Phrazes for the Young is the debut solo album by American singer-songwriter Julian Casablancas. It was released through his own Cult Records label, via RCA and Rough Trade Records, on November 2, 2009, in the United Kingdom and the following day in the United States.

Casablancas, who is best known for being the front man of New York City-based rock band the Strokes, recorded the eight-song album in 2009 in New York City, Los Angeles, and Omaha, Nebraska. Jason Lader and Mike Mogis (the latter of Bright Eyes and Monsters of Folk) served as producers. The album title is a reference to Oscar Wilde's "Phrases and Philosophies for the Use of the Young". Casablancas' dog, Balki, is pictured on the album sleeve.

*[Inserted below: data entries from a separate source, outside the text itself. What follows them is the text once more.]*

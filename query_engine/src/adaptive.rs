//! Adaptive strategy learning.
//!
//! Per fingerprint, the tracker keeps a bounded ring of execution
//! measurements. Until enough history exists the caller's heuristic choice
//! stands; once at least two candidate strategies hold two samples each,
//! the strategy with the lowest observed mean wall time becomes the
//! suggestion, and a one-shot `has_improved` flag records that learning
//! changed something.

use std::collections::VecDeque;
use std::sync::Arc;
use std::time::Duration;

use hashbrown::HashMap;
use observability_deps::tracing::debug;
use parking_lot::{Mutex, RwLock};

use crate::physical::Strategy;

/// History required before suggestions replace the heuristic.
const MIN_RUNS: usize = 5;
/// Samples a strategy needs before it competes.
const MIN_SAMPLES_PER_STRATEGY: usize = 2;
/// Ring capacity per fingerprint.
const MAX_SAMPLES: usize = 100;

/// One recorded execution.
#[derive(Debug, Clone, Copy)]
pub struct ExecutionSample {
    pub strategy: Strategy,
    pub elapsed: Duration,
    pub rows: u64,
    pub predicate_count: usize,
}

#[derive(Debug, Default)]
struct FingerprintStats {
    samples: VecDeque<ExecutionSample>,
    optimal: Option<Strategy>,
    has_improved: bool,
}

impl FingerprintStats {
    fn record(&mut self, sample: ExecutionSample) {
        if self.samples.len() == MAX_SAMPLES {
            self.samples.pop_front();
        }
        self.samples.push_back(sample);
        self.recompute();
    }

    fn recompute(&mut self) {
        let mut per_strategy: HashMap<Strategy, (Duration, usize)> = HashMap::new();
        for sample in &self.samples {
            let entry = per_strategy
                .entry(sample.strategy)
                .or_insert((Duration::ZERO, 0));
            entry.0 += sample.elapsed;
            entry.1 += 1;
        }

        let candidates = per_strategy
            .iter()
            .filter(|(_, (_, n))| *n >= MIN_SAMPLES_PER_STRATEGY)
            .map(|(s, (total, n))| (*s, *total / *n as u32))
            .collect::<Vec<_>>();
        if candidates.len() < 2 {
            return;
        }

        let best = candidates
            .iter()
            .min_by_key(|(_, mean)| *mean)
            .map(|(s, _)| *s);
        if best != self.optimal {
            self.optimal = best;
            self.has_improved = true;
        }
    }
}

/// Per-store execution statistics, keyed by plan fingerprint.
#[derive(Debug, Default)]
pub struct AdaptiveTracker {
    entries: RwLock<HashMap<String, Arc<Mutex<FingerprintStats>>>>,
}

impl AdaptiveTracker {
    pub fn new() -> Self {
        Self::default()
    }

    /// The learned strategy for `fingerprint`, if history warrants one.
    pub fn suggest(&self, fingerprint: &str) -> Option<Strategy> {
        let entry = {
            let entries = self.entries.read();
            Arc::clone(entries.get(fingerprint)?)
        };
        let stats = entry.lock();
        if stats.samples.len() < MIN_RUNS {
            return None;
        }
        stats.optimal
    }

    /// Record a measurement for `fingerprint`.
    pub fn record(&self, fingerprint: &str, sample: ExecutionSample) {
        let entry = {
            let mut entries = self.entries.write();
            Arc::clone(
                entries
                    .entry_ref(fingerprint)
                    .or_insert_with(|| Arc::new(Mutex::new(FingerprintStats::default()))),
            )
        };
        let mut stats = entry.lock();
        stats.record(sample);
        debug!(
            fingerprint,
            strategy = %sample.strategy,
            elapsed_us = sample.elapsed.as_micros() as u64,
            optimal = ?stats.optimal,
            "recorded execution sample"
        );
    }

    /// Take the one-shot improvement flag for `fingerprint`.
    pub fn take_improved(&self, fingerprint: &str) -> bool {
        let entry = {
            let entries = self.entries.read();
            match entries.get(fingerprint) {
                Some(e) => Arc::clone(e),
                None => return false,
            }
        };
        let mut stats = entry.lock();
        std::mem::take(&mut stats.has_improved)
    }
}

#[cfg(test)]
mod test {
    use super::*;

    fn sample(strategy: Strategy, micros: u64) -> ExecutionSample {
        ExecutionSample {
            strategy,
            elapsed: Duration::from_micros(micros),
            rows: 1_000,
            predicate_count: 1,
        }
    }

    #[test]
    fn no_suggestion_before_min_runs() {
        let tracker = AdaptiveTracker::new();
        for _ in 0..4 {
            tracker.record("q", sample(Strategy::Simd, 50));
        }
        // 4 runs, only one strategy: nothing to say
        assert_eq!(tracker.suggest("q"), None);
        assert_eq!(tracker.suggest("unknown"), None);
    }

    #[test]
    fn learns_fastest_strategy() {
        let tracker = AdaptiveTracker::new();
        tracker.record("q", sample(Strategy::Sequential, 500));
        tracker.record("q", sample(Strategy::Sequential, 450));
        tracker.record("q", sample(Strategy::Simd, 40));
        tracker.record("q", sample(Strategy::Simd, 60));
        assert_eq!(tracker.suggest("q"), None); // only 4 runs

        tracker.record("q", sample(Strategy::Sequential, 480));
        assert_eq!(tracker.suggest("q"), Some(Strategy::Simd));
        assert!(tracker.take_improved("q"));
        // one-shot
        assert!(!tracker.take_improved("q"));
    }

    #[test]
    fn relearns_when_the_balance_shifts() {
        let tracker = AdaptiveTracker::new();
        for _ in 0..3 {
            tracker.record("q", sample(Strategy::Simd, 10));
            tracker.record("q", sample(Strategy::Parallel, 100));
        }
        assert_eq!(tracker.suggest("q"), Some(Strategy::Simd));
        tracker.take_improved("q");

        // parallel becomes much faster; its mean drops below simd's
        for _ in 0..80 {
            tracker.record("q", sample(Strategy::Parallel, 1));
        }
        assert_eq!(tracker.suggest("q"), Some(Strategy::Parallel));
        assert!(tracker.take_improved("q"));
    }

    #[test]
    fn ring_is_bounded() {
        let tracker = AdaptiveTracker::new();
        for i in 0..300 {
            tracker.record("q", sample(Strategy::Simd, i));
        }
        let entries = tracker.entries.read();
        let stats = entries.get("q").unwrap().lock();
        assert_eq!(stats.samples.len(), MAX_SAMPLES);
    }

}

Critical reception was mostly positive, although Casablancas has since expressed regret about the project, stating, "I had all these different ideas, [but] I thought 'if I go too weird, people won’t take it seriously,' so I did the safest ideas [...] And then… maybe it became this 'oh, this is what he does when he’s on his own' vs. The Strokes, and that was annoying, frustrating.”

Release
The album was previewed in its entirety on August 31, 2009, at the Duo Music Exchange in Tokyo, Japan. To celebrate the release, Casablancas played a special series of shows every Friday night in November in Los Angeles. The first track released from the album, "11th Dimension", had its first airing on the Radio 1 Zane Lowe Show on September 17, and was marked as Zane Lowe's Hottest Record. The single was released on October 2, 2009, in the US.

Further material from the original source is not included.